### WHAT YOU NEED TO DO
Find the lines of the material below that include the string "StepFailed", then copy each one.

### RECORDS PROVIDED
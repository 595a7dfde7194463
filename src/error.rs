use std::io;

/// Custom error type for simple_deploy_hook operations
#[derive(Debug, thiserror::Error)]
pub enum DeployError {
    #[error("Unauthorized: {0}")]
    Unauthorized(String),

    #[error("Deploy already in progress for '{project}' (job {job_id})")]
    Busy { project: String, job_id: String },

    #[error("Step '{step}' failed:\n{excerpt}")]
    StepFailed { step: String, excerpt: String },

    #[error("Step '{step}' timed out after {secs}s")]
    StepTimeout { step: String, secs: u64 },

    #[error("Pipeline timed out after {0}s")]
    PipelineTimeout(u64),

    #[error("Build output invalid: {0}")]
    InvalidArtifact(String),

    #[error("Publish failed: {0}")]
    PublishFailed(String),

    #[error("Release '{release}' is live but the proxy is unhealthy: {reason}")]
    PublishedUnhealthy { release: String, reason: String },

    #[error("Configuration error: {0}")]
    ConfigError(String),

    #[error("IO error: {0}")]
    IoError(#[from] io::Error),

    #[error("TOML parsing error: {0}")]
    TomlParseError(#[from] toml::de::Error),

    #[error("Internal error: {0}")]
    Internal(String),
}

impl DeployError {
    /// Name of the pipeline stage this error belongs to, if any.
    pub fn step(&self) -> Option<&str> {
        match self {
            DeployError::StepFailed { step, .. } | DeployError::StepTimeout { step, .. } => {
                Some(step)
            }
            DeployError::PipelineTimeout(_) => Some("pipeline"),
            DeployError::InvalidArtifact(_) => Some("verify"),
            DeployError::PublishFailed(_) | DeployError::PublishedUnhealthy { .. } => {
                Some("publish")
            }
            _ => None,
        }
    }
}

### RESPONSE TO THE EXERCISE
    StepFailed { step: String, excerpt: String },
            DeployError::StepFailed { step, .. } | DeployError::StepTimeout { step, .. } => {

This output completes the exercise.